Copy each line of the data below with the word "that".

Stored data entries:
———
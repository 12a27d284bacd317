use super::currency::Currency;
use super::money::Amount;
use crate::error::LedgerError;
use chrono::{DateTime, Utc};
use serde::{Deserialize, Serialize};
use uuid::Uuid;

/// Durable intent record of a money transfer.
///
/// Written unsettled before any balance moves. An unsettled transfer that is
/// older than its request is the anchor for reconciliation.
#[derive(Debug, Clone, PartialEq, Serialize, Deserialize)]
pub struct Transfer {
    pub id: Uuid,
    pub source: Uuid,
    pub destination: Uuid,
    pub currency: Currency,
    /// Requested amount, before conversion.
    pub amount: Amount,
    pub timestamp: DateTime<Utc>,
    pub settled: bool,
    pub created_at: DateTime<Utc>,
    pub updated_at: DateTime<Utc>,
}

impl Transfer {
    pub fn initiate(source: Uuid, destination: Uuid, currency: Currency, amount: Amount) -> Self {
        let now = Utc::now();
        Self {
            id: Uuid::new_v4(),
            source,
            destination,
            currency,
            amount,
            timestamp: now,
            settled: false,
            created_at: now,
            updated_at: now,
        }
    }

    /// Flips `settled` to true. A transfer settles at most once.
    pub fn settle(&mut self) -> Result<(), LedgerError> {
        if self.settled {
            return Err(LedgerError::InvalidInput(format!(
                "transfer {} is already settled",
                self.id
            )));
        }
        self.settled = true;
        Ok(())
    }
}
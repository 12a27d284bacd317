use crate::domain::account::Account;
use crate::domain::currency::Currency;
use crate::domain::exchange_rate::ExchangeRate;
use crate::domain::ports::{
    AccountRepository, ExchangeRateRepository, TransactionRepository, TransferRepository,
};
use crate::domain::transaction::TransactionEntry;
use crate::domain::transfer::Transfer;
use crate::error::{LedgerError, Result};
use async_trait::async_trait;
use chrono::{DateTime, Duration, Utc};
use std::collections::HashMap;
use std::sync::Arc;
use tokio::sync::RwLock;
use uuid::Uuid;

/// Next `updated_at` for a record, strictly after the stored one so that two
/// writes landing on the same clock tick still produce distinct versions.
fn next_version(previous: DateTime<Utc>) -> DateTime<Utc> {
    let now = Utc::now();
    if now > previous {
        now
    } else {
        previous + Duration::microseconds(1)
    }
}

/// A thread-safe in-memory account table.
///
/// Uses `Arc<RwLock<HashMap<Uuid, Account>>>`; clones share the same table.
#[derive(Default, Clone)]
pub struct InMemoryAccountStore {
    accounts: Arc<RwLock<HashMap<Uuid, Account>>>,
}

impl InMemoryAccountStore {
    /// Creates a new, empty in-memory account table.
    pub fn new() -> Self {
        Self::default()
    }
}

#[async_trait]
impl AccountRepository for InMemoryAccountStore {
    async fn create(&self, account: Account) -> Result<Account> {
        let mut accounts = self.accounts.write().await;
        if accounts.values().any(|a| a.number == account.number) {
            return Err(LedgerError::already_exists("bank account", &account.number));
        }
        if accounts.contains_key(&account.id) {
            return Err(LedgerError::already_exists("bank account", account.id));
        }
        accounts.insert(account.id, account.clone());
        Ok(account)
    }

    async fn get(&self, id: Uuid) -> Result<Account> {
        let accounts = self.accounts.read().await;
        accounts
            .get(&id)
            .cloned()
            .ok_or_else(|| LedgerError::not_found("bank account", id))
    }

    async fn update(&self, mut account: Account, observed: DateTime<Utc>) -> Result<Option<Account>> {
        let mut accounts = self.accounts.write().await;
        let Some(stored) = accounts.get_mut(&account.id) else {
            return Ok(None);
        };
        if stored.updated_at != observed {
            return Ok(None);
        }
        account.updated_at = next_version(stored.updated_at);
        *stored = account.clone();
        Ok(Some(account))
    }
}

/// Append-only in-memory journal.
#[derive(Default, Clone)]
pub struct InMemoryTransactionStore {
    entries: Arc<RwLock<Vec<TransactionEntry>>>,
}

impl InMemoryTransactionStore {
    /// Creates a new, empty in-memory journal.
    pub fn new() -> Self {
        Self::default()
    }
}

#[async_trait]
impl TransactionRepository for InMemoryTransactionStore {
    async fn create(&self, entry: TransactionEntry) -> Result<TransactionEntry> {
        let mut entries = self.entries.write().await;
        if entries.iter().any(|e| e.id == entry.id) {
            return Err(LedgerError::already_exists("bank transaction", entry.id));
        }
        entries.push(entry.clone());
        Ok(entry)
    }

    async fn list_by_account(&self, account_id: Uuid) -> Result<Vec<TransactionEntry>> {
        let entries = self.entries.read().await;
        Ok(entries
            .iter()
            .filter(|e| e.account_id == account_id)
            .cloned()
            .collect())
    }
}

#[derive(Default, Clone)]
pub struct InMemoryTransferStore {
    transfers: Arc<RwLock<HashMap<Uuid, Transfer>>>,
}

impl InMemoryTransferStore {
    /// Creates a new, empty in-memory transfer table.
    pub fn new() -> Self {
        Self::default()
    }
}

#[async_trait]
impl TransferRepository for InMemoryTransferStore {
    async fn create(&self, transfer: Transfer) -> Result<Transfer> {
        let mut transfers = self.transfers.write().await;
        if transfers.contains_key(&transfer.id) {
            return Err(LedgerError::already_exists("bank transfer", transfer.id));
        }
        transfers.insert(transfer.id, transfer.clone());
        Ok(transfer)
    }

    async fn get(&self, id: Uuid) -> Result<Transfer> {
        let transfers = self.transfers.read().await;
        transfers
            .get(&id)
            .cloned()
            .ok_or_else(|| LedgerError::not_found("bank transfer", id))
    }

    async fn update(&self, mut transfer: Transfer, observed: DateTime<Utc>) -> Result<Option<Transfer>> {
        let mut transfers = self.transfers.write().await;
        let Some(stored) = transfers.get_mut(&transfer.id) else {
            return Ok(None);
        };
        if stored.updated_at != observed {
            return Ok(None);
        }
        transfer.updated_at = next_version(stored.updated_at);
        *stored = transfer.clone();
        Ok(Some(transfer))
    }
}

#[derive(Default, Clone)]
pub struct InMemoryExchangeRateStore {
    rates: Arc<RwLock<HashMap<Uuid, ExchangeRate>>>,
}

impl InMemoryExchangeRateStore {
    /// Creates a new, empty in-memory rate table.
    pub fn new() -> Self {
        Self::default()
    }
}

#[async_trait]
impl ExchangeRateRepository for InMemoryExchangeRateStore {
    async fn create(&self, rate: ExchangeRate) -> Result<ExchangeRate> {
        let mut rates = self.rates.write().await;
        if rates.contains_key(&rate.id) {
            return Err(LedgerError::already_exists("exchange rate", rate.id));
        }
        rates.insert(rate.id, rate.clone());
        Ok(rate)
    }

    async fn get_by_currencies(&self, from: Currency, to: Currency) -> Result<ExchangeRate> {
        let rates = self.rates.read().await;
        rates
            .values()
            .filter(|r| r.from == from && r.to == to)
            .max_by_key(|r| r.updated_at)
            .cloned()
            .ok_or_else(|| LedgerError::not_found("exchange rate", format!("{from}/{to}")))
    }

    async fn get_all(&self) -> Result<Vec<ExchangeRate>> {
        let rates = self.rates.read().await;
        Ok(rates.values().cloned().collect())
    }

    async fn update(&self, mut rate: ExchangeRate, observed: DateTime<Utc>) -> Result<Option<ExchangeRate>> {
        let mut rates = self.rates.write().await;
        let Some(stored) = rates.get_mut(&rate.id) else {
            return Ok(None);
        };
        if stored.updated_at != observed {
            return Ok(None);
        }
        rate.updated_at = next_version(stored.updated_at);
        *stored = rate.clone();
        Ok(Some(rate))
    }
}

/// All four ledger tables behind one handle.
#[derive(Default, Clone)]
pub struct InMemoryLedger {
    pub accounts: InMemoryAccountStore,
    pub transactions: InMemoryTransactionStore,
    pub transfers: InMemoryTransferStore,
    pub rates: InMemoryExchangeRateStore,
}

impl InMemoryLedger {
    /// Creates a ledger with four empty tables.
    pub fn new() -> Self {
        Self::default()
    }
}

#[cfg(test)]
mod tests {
    use super::*;
    use crate::domain::money::{Amount, Balance, Rate};
    use crate::domain::transaction::TransactionKind;
    use rust_decimal_macros::dec;

    #[tokio::test]
    async fn test_in_memory_account_store() {
        let store = InMemoryAccountStore::new();
        let account = Account::open("0000000001", "Alice", Currency::Usd, Balance::new(dec!(100.0)));

        store.create(account.clone()).await.unwrap();
        let retrieved = store.get(account.id).await.unwrap();
        assert_eq!(retrieved, account);

        assert!(store.get(Uuid::new_v4()).await.unwrap_err().is_not_found());
    }

    #[tokio::test]
    async fn test_duplicate_account_number_is_rejected() {
        let store = InMemoryAccountStore::new();
        let first = Account::open("0000000001", "Alice", Currency::Usd, Balance::ZERO);
        let second = Account::open("0000000001", "Bob", Currency::Eur, Balance::ZERO);

        store.create(first).await.unwrap();
        assert!(matches!(
            store.create(second).await,
            Err(LedgerError::AlreadyExists { .. })
        ));
    }

    #[tokio::test]
    async fn test_update_is_conditioned_on_observed_version() {
        let store = InMemoryAccountStore::new();
        let account = Account::open("0000000001", "Alice", Currency::Usd, Balance::ZERO);
        let observed = account.updated_at;
        store.create(account.clone()).await.unwrap();

        let mut first = account.clone();
        first.balance = Balance::new(dec!(1.00));
        let written = store.update(first, observed).await.unwrap().unwrap();
        assert!(written.updated_at > observed);

        let mut stale = account.clone();
        stale.balance = Balance::new(dec!(2.00));
        assert!(store.update(stale, observed).await.unwrap().is_none());

        let stored = store.get(account.id).await.unwrap();
        assert_eq!(stored.balance, Balance::new(dec!(1.00)));
    }

    #[tokio::test]
    async fn test_update_of_missing_account_matches_nothing() {
        let store = InMemoryAccountStore::new();
        let ghost = Account::open("0000000009", "Ghost", Currency::Usd, Balance::ZERO);
        let observed = ghost.updated_at;
        assert!(store.update(ghost, observed).await.unwrap().is_none());
    }

    #[tokio::test]
    async fn test_in_memory_transaction_store() {
        let store = InMemoryTransactionStore::new();
        let account_id = Uuid::new_v4();
        let entry = TransactionEntry::record(
            account_id,
            TransactionKind::Deposit,
            Amount::new(dec!(100.0)).unwrap(),
            "salary",
        );

        store.create(entry.clone()).await.unwrap();
        assert_eq!(store.list_by_account(account_id).await.unwrap(), vec![entry]);
        assert!(store.list_by_account(Uuid::new_v4()).await.unwrap().is_empty());
    }

    #[tokio::test]
    async fn test_rate_lookup_prefers_latest_update() {
        let store = InMemoryExchangeRateStore::new();
        let validity = Duration::seconds(30);
        let old = ExchangeRate::new(Currency::Usd, Currency::Eur, Rate::new(dec!(0.9)), validity);
        store.create(old.clone()).await.unwrap();

        let mut newer = ExchangeRate::new(Currency::Usd, Currency::Eur, Rate::new(dec!(0.8)), validity);
        newer.updated_at = old.updated_at + Duration::seconds(1);
        store.create(newer).await.unwrap();

        let found = store.get_by_currencies(Currency::Usd, Currency::Eur).await.unwrap();
        assert_eq!(found.rate, Rate::new(dec!(0.8)));

        let missing = store.get_by_currencies(Currency::Eur, Currency::Usd).await;
        assert!(missing.unwrap_err().is_not_found());
    }
}
use rust_decimal::Decimal;
use rust_decimal_macros::dec;
use serde::{Deserialize, Serialize};
use std::fs;
use std::path::Path;
use std::time::Duration;

#[derive(Debug, thiserror::Error)]
pub enum ConfigError {
    #[error("failed to read config file: {0}")]
    Io(#[from] std::io::Error),
    #[error("failed to parse config file: {0}")]
    Parse(#[from] serde_json::Error),
}

/// Top-level settings. Every section falls back to its defaults when absent.
#[derive(Debug, Clone, Default, Serialize, Deserialize)]
#[serde(default)]
pub struct AppConfig {
    pub logging: LoggingConfig,
    pub ledger: LedgerConfig,
    pub breaker: BreakerConfig,
    pub sampler: SamplerConfig,
    pub stream: StreamConfig,
}

impl AppConfig {
    pub fn from_file(path: impl AsRef<Path>) -> Result<Self, ConfigError> {
        let raw = fs::read_to_string(path)?;
        Ok(serde_json::from_str(&raw)?)
    }
}

#[derive(Debug, Clone, Serialize, Deserialize)]
#[serde(default)]
pub struct LoggingConfig {
    /// `EnvFilter` directive, overridden by `RUST_LOG` when set.
    pub level: String,
    pub json: bool,
}

impl Default for LoggingConfig {
    fn default() -> Self {
        Self {
            level: "warn".to_string(),
            json: false,
        }
    }
}

#[derive(Debug, Clone, Serialize, Deserialize)]
#[serde(default)]
pub struct LedgerConfig {
    /// Upper bound for any single ledger port call.
    pub call_ceiling_ms: u64,
}

impl LedgerConfig {
    pub fn call_ceiling(&self) -> Duration {
        Duration::from_millis(self.call_ceiling_ms)
    }
}

impl Default for LedgerConfig {
    fn default() -> Self {
        Self {
            call_ceiling_ms: 5_000,
        }
    }
}

#[derive(Debug, Clone, Serialize, Deserialize)]
#[serde(default)]
pub struct BreakerConfig {
    /// Consecutive failures that open the circuit.
    pub failure_threshold: u32,
    /// Cool-down before an open circuit moves to half-open.
    pub recovery_time_ms: u64,
    /// Successes in half-open needed to close the circuit.
    pub half_open_max_requests: u32,
    pub call_timeout_ms: u64,
}

impl BreakerConfig {
    pub fn recovery_time(&self) -> Duration {
        Duration::from_millis(self.recovery_time_ms)
    }

    pub fn call_timeout(&self) -> Duration {
        Duration::from_millis(self.call_timeout_ms)
    }
}

impl Default for BreakerConfig {
    fn default() -> Self {
        Self {
            failure_threshold: 3,
            recovery_time_ms: 10_000,
            half_open_max_requests: 2,
            call_timeout_ms: 2_000,
        }
    }
}

#[derive(Debug, Clone, Serialize, Deserialize)]
#[serde(default)]
pub struct SamplerConfig {
    pub interval_secs: u64,
    /// How long a freshly sampled rate is marked valid for.
    pub validity_secs: u64,
    /// Largest absolute change applied to a rate in one tick.
    pub max_step: Decimal,
}

impl SamplerConfig {
    pub fn interval(&self) -> Duration {
        Duration::from_secs(self.interval_secs)
    }

    pub fn validity(&self) -> chrono::Duration {
        chrono::Duration::seconds(self.validity_secs as i64)
    }
}

impl Default for SamplerConfig {
    fn default() -> Self {
        Self {
            interval_secs: 30,
            validity_secs: 30,
            max_step: dec!(2),
        }
    }
}

#[derive(Debug, Clone, Serialize, Deserialize)]
#[serde(default)]
pub struct StreamConfig {
    /// Delay between two exchange-rate snapshots on a stream.
    pub exchange_interval_ms: u64,
}

impl StreamConfig {
    pub fn exchange_interval(&self) -> Duration {
        Duration::from_millis(self.exchange_interval_ms)
    }
}

impl Default for StreamConfig {
    fn default() -> Self {
        Self {
            exchange_interval_ms: 5_000,
        }
    }
}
———
> [Solution]:
/// Written unsettled before any balance moves. An unsettled transfer that is
/// Next `updated_at` for a record, strictly after the stored one so that two
    /// Consecutive failures that open the circuit.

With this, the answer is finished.